Reactions of Nitrate in Aqueous Droplets Initiated by Triplet Energy Transfer

PYEONGEUN KIM, Christian Boothby, Vicki Grassian, Robert Continetti, University of California San Diego

     Abstract Number: 399
     Working Group: Aerosol Chemistry

Abstract
In-situ Raman spectroscopy of single levitated aqueous microdroplets irradiated by dual-beam (266 and 532 nm) lasers demonstrates that nitrate anion can be depleted in the droplet through an energy transfer mechanism following excitation of sulfanilic acid (SA), a UV-absorbing aromatic organic compound. Upon 266 nm irradiation, fast decrease of nitrate concentration was observed when SA is present in the droplet. This photo-induced reaction of nitrate occurs without the direct photolysis.
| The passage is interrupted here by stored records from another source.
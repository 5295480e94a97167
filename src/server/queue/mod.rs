//! Durable work queue and worker coordination (`spec.md` §4.5).
//!
//! Three pieces: [`model`] (data types and the `AgentTask` state machine),
//! [`store`] (the persistence + claim-exclusivity contract), and [`workers`]
//! (worker liveness tracking and the watch-mode dispatch loop).

pub mod model;
pub mod store;
pub mod workers;

pub use model::{AgentTask, AgentTaskState, Codebase, CodebaseStatus, Worker, WorkerStatus};
pub use store::{AgentTaskFilter, AgentTaskStore, InMemoryAgentTaskStore, SharedAgentTaskStore};
pub use workers::WorkerCoordinator;
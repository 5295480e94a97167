//! The coordinator's plain-REST surface: health, agent discovery, the
//! monitor SSE firehose, worker registration, and the work queue.
//!
//! Kept separate from [`super::axum_integration`] (the JSON-RPC/SSE A2A
//! front end) because this surface is REST, not JSON-RPC — callers merge
//! both routers with [`axum::Router::merge`]. Grounded in the reference
//! implementation's plain FastAPI routes alongside its JSON-RPC endpoint
//! (`a2a_server.server`'s `/agents`, `/health`) and the worker polling
//! surface implied by `agent_worker.worker`.

use std::sync::Arc;

use axum::extract::{Path, Query, State};
use axum::http::StatusCode;
use axum::response::sse::Event;
use axum::response::{IntoResponse, Json, Response};
use axum::routing::{get, post, put};
use axum::Router;
use serde::Deserialize;
use tracing::{debug, warn};

use crate::error::A2AError;

use super::axum_integration::sse_response;
use super::broker::{task_channel, Broker, SharedBroker};
use super::queue::model::{AgentTask, AgentTaskState};
use super::queue::store::{AgentTaskFilter, SharedAgentTaskStore};
use super::queue::workers::WorkerCoordinator;

/// Shared state for the coordinator REST routes.
#[derive(Clone)]
pub struct CoordinatorState {
    /// Pub/sub broker, tapped by `/monitor/stream` and the agent registry.
    pub broker: SharedBroker,
    /// Work queue persistence.
    pub tasks: SharedAgentTaskStore,
    /// Worker liveness tracker.
    pub workers: Arc<WorkerCoordinator>,
}

/// Build the coordinator's REST router. Merge with [`super::a2a_router`]
/// to serve both surfaces from one axum app.
pub fn coordinator_router(state: CoordinatorState) -> Router {
    Router::new()
        .route("/health", get(health))
        .route("/agents", get(list_agents))
        .route("/monitor/stream", get(monitor_stream))
        .route("/workers/register", post(register_worker))
        .route("/workers/{worker_id}/heartbeat", post(worker_heartbeat))
        .route("/workers/{worker_id}/unregister", post(unregister_worker))
        .route("/workers", get(list_workers))
        .route("/codebases", get(list_codebases).post(create_codebase))
        .route("/codebases/{codebase_id}/tasks", post(enqueue_task))
        .route("/tasks", get(list_queued_tasks))
        .route("/tasks/{task_id}/claim", post(claim_task))
        .route("/tasks/{task_id}/status", put(update_task_status))
        .route("/tasks/{task_id}/cancel", post(cancel_queued_task))
        .route("/tasks/{task_id}/output", post(push_task_output))
        .with_state(state)
}

async fn health() -> impl IntoResponse {
    Json(serde_json::json!({ "status": "healthy", "timestamp": chrono::Utc::now() }))
}

/// `GET /agents` — list agents currently known to the pub/sub registry,
/// i.e. those that have published or been explicitly registered recently
/// enough to pass the broker's freshness horizon.
async fn list_agents(State(state): State<CoordinatorState>) -> Result<impl IntoResponse, ApiError> {
    Ok(Json(state.broker.discover_agents().await?))
}

/// `GET /monitor/stream` — an SSE firehose of every event published through
/// the broker, regardless of channel. Intended for dashboards/debugging;
/// grounded in `EventQueue`'s existing subscribe-and-forward SSE pattern,
/// applied here to the broker instead of a single task's queue.
async fn monitor_stream(State(state): State<CoordinatorState>) -> Response {
    let mut subscription = state.broker.subscribe_monitor().await;
    let stream = async_stream::stream! {
        while let Some(event) = subscription.recv().await {
            match serde_json::to_string(&event) {
                Ok(json) => yield Ok(Event::default().event("broker").data(json)),
                Err(e) => warn!(error = %e, "failed to serialize broker event for monitor stream"),
            }
        }
    };
    sse_response(stream)
}

#[derive(Debug, Deserialize)]
struct RegisterWorkerRequest {
    worker_id: String,
    name: String,
    #[serde(default)]
    capabilities: Vec<String>,
    #[serde(default)]
    hostname: String,
}

async fn register_worker(
    State(state): State<CoordinatorState>,
    Json(request): Json<RegisterWorkerRequest>,
) -> impl IntoResponse {
    let worker = state
        .workers
        .register(request.worker_id, request.name, request.capabilities, request.hostname)
        .await;
    Json(worker)
}

async fn worker_heartbeat(
    State(state): State<CoordinatorState>,
    Path(worker_id): Path<String>,
) -> Result<impl IntoResponse, ApiError> {
    state.workers.heartbeat(&worker_id).await?;
    Ok(Json(serde_json::json!({ "ok": true })))
}

async fn unregister_worker(State(state): State<CoordinatorState>, Path(worker_id): Path<String>) -> impl IntoResponse {
    state.workers.unregister(&worker_id).await;
    StatusCode::NO_CONTENT
}

async fn list_workers(State(state): State<CoordinatorState>) -> impl IntoResponse {
    Json(state.workers.list_workers().await)
}

#[derive(Debug, Deserialize)]
struct CreateCodebaseRequest {
    id: String,
    name: String,
    path: String,
}

async fn list_codebases(State(state): State<CoordinatorState>) -> Result<impl IntoResponse, ApiError> {
    Ok(Json(state.tasks.list_codebases().await?))
}

async fn create_codebase(
    State(state): State<CoordinatorState>,
    Json(request): Json<CreateCodebaseRequest>,
) -> Result<impl IntoResponse, ApiError> {
    let codebase = super::queue::model::Codebase::new(request.id, request.name, request.path);
    state.tasks.upsert_codebase(codebase.clone()).await?;
    Ok(Json(codebase))
}

#[derive(Debug, Deserialize)]
struct EnqueueTaskRequest {
    id: String,
    title: String,
    prompt: String,
    #[serde(default = "default_agent_type")]
    agent_type: String,
    #[serde(default)]
    priority: i32,
}

fn default_agent_type() -> String {
    "generic".to_string()
}

async fn enqueue_task(
    State(state): State<CoordinatorState>,
    Path(codebase_id): Path<String>,
    Json(request): Json<EnqueueTaskRequest>,
) -> Result<impl IntoResponse, ApiError> {
    let task = AgentTask::new(
        request.id,
        codebase_id,
        request.title,
        request.prompt,
        request.agent_type,
        request.priority,
    );
    state.tasks.create_task(task.clone()).await?;
    debug!(task_id = %task.id, "agent task enqueued via REST");
    Ok(Json(task))
}

#[derive(Debug, Deserialize)]
struct ListQueuedTasksQuery {
    status: Option<AgentTaskState>,
    codebase_id: Option<String>,
    worker_id: Option<String>,
}

/// `GET /tasks?status=pending&worker_id=…` — a polling worker's view of
/// claimable work, filtered to the codebases bound to it. `worker_id` and
/// `codebase_id` combine (both narrow the result); passing neither returns
/// every task matching `status`.
async fn list_queued_tasks(
    State(state): State<CoordinatorState>,
    Query(query): Query<ListQueuedTasksQuery>,
) -> Result<impl IntoResponse, ApiError> {
    let mut codebase_ids = query.codebase_id.map(|id| vec![id]);
    if let Some(worker_id) = query.worker_id {
        let bound: Vec<String> = state
            .tasks
            .list_codebases()
            .await?
            .into_iter()
            .filter(|c| c.worker_id.as_deref() == Some(worker_id.as_str()))
            .map(|c| c.id)
            .collect();
        codebase_ids = Some(match codebase_ids {
            Some(explicit) => bound.into_iter().filter(|id| explicit.contains(id)).collect(),
            None => bound,
        });
    }
    let filter = AgentTaskFilter {
        status: query.status,
        codebase_ids,
    };
    Ok(Json(state.tasks.list_tasks(&filter).await?))
}

#[derive(Debug, Deserialize)]
struct ClaimTaskRequest {
    worker_id: String,
}

/// `POST /tasks/{task_id}/claim?worker_id=…` — claim the task the URL
/// names, not merely the highest-priority pending one. 404s if no such
/// task exists, 409s if it exists but isn't claimable (already claimed,
/// cancelled, etc).
async fn claim_task(
    State(state): State<CoordinatorState>,
    Path(task_id): Path<String>,
    Query(query): Query<ClaimTaskRequest>,
) -> Result<impl IntoResponse, ApiError> {
    let claimed = state.tasks.claim_specific(&task_id, &query.worker_id).await?;
    Ok(Json(claimed))
}

#[derive(Debug, Deserialize)]
struct UpdateTaskStatusRequest {
    worker_id: String,
    status: AgentTaskState,
    #[serde(default)]
    result: Option<String>,
    #[serde(default)]
    error: Option<String>,
}

async fn update_task_status(
    State(state): State<CoordinatorState>,
    Path(task_id): Path<String>,
    Json(request): Json<UpdateTaskStatusRequest>,
) -> Result<impl IntoResponse, ApiError> {
    let task = state
        .tasks
        .update_status(&task_id, &request.worker_id, request.status, request.result, request.error)
        .await?;
    Ok(Json(task))
}

async fn cancel_queued_task(
    State(state): State<CoordinatorState>,
    Path(task_id): Path<String>,
) -> Result<impl IntoResponse, ApiError> {
    let task = state.tasks.cancel_task(&task_id).await?;
    Ok(Json(task))
}

#[derive(Debug, Deserialize)]
struct TaskOutputChunk {
    output: String,
}

/// `POST /tasks/{id}/output` — a worker streams output produced while
/// running a task. Fanned into the task's own `task:<id>` broker channel so
/// any SSE subscriber watching that task sees it alongside status events.
async fn push_task_output(
    State(state): State<CoordinatorState>,
    Path(task_id): Path<String>,
    Json(chunk): Json<TaskOutputChunk>,
) -> Result<impl IntoResponse, ApiError> {
    state.tasks.get_task(&task_id).await?.ok_or_else(|| A2AError::AgentTaskNotFound(task_id.clone()))?;
    state
        .broker
        .publish_to_channel(
            &task_channel(&task_id),
            serde_json::json!({ "type": "output", "task_id": task_id, "output": chunk.output }),
        )
        .await?;
    Ok(StatusCode::ACCEPTED)
}

/// Thin wrapper so [`A2AError`] can be returned directly from axum handlers.
struct ApiError(A2AError);

impl IntoResponse for ApiError {
    fn into_response(self) -> axum::response::Response {
        let status = match &self.0 {
            A2AError::AgentTaskNotFound(_) | A2AError::WorkerNotFound(_) | A2AError::CodebaseNotFound(_) => {
                StatusCode::NOT_FOUND
            }
            A2AError::AgentTaskConflict(_) => StatusCode::CONFLICT,
            A2AError::ServiceUnavailable(_) => StatusCode::SERVICE_UNAVAILABLE,
            _ => StatusCode::INTERNAL_SERVER_ERROR,
        };
        (status, Json(serde_json::json!({ "error": self.0.to_string() }))).into_response()
    }
}

impl From<A2AError> for ApiError {
    fn from(err: A2AError) -> Self {
        ApiError(err)
    }
}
Instead, the rate of nitrate depletion was found to be dependent on the initial concentration of SA and pH of the droplet. Based on the absorption-emission spectral analysis and time dependent density functional theory (TD-DFT) excited-state energy calculations, triplet-triplet energy transfer between SA and nitrate is proposed as the underlying mechanism for the enhanced depletion of nitrate in aqueous microdroplets. These results suggest that energy transfer mechanisms initiated by light-absorbing organic molecules may play a significant role in nitrate photochemistry.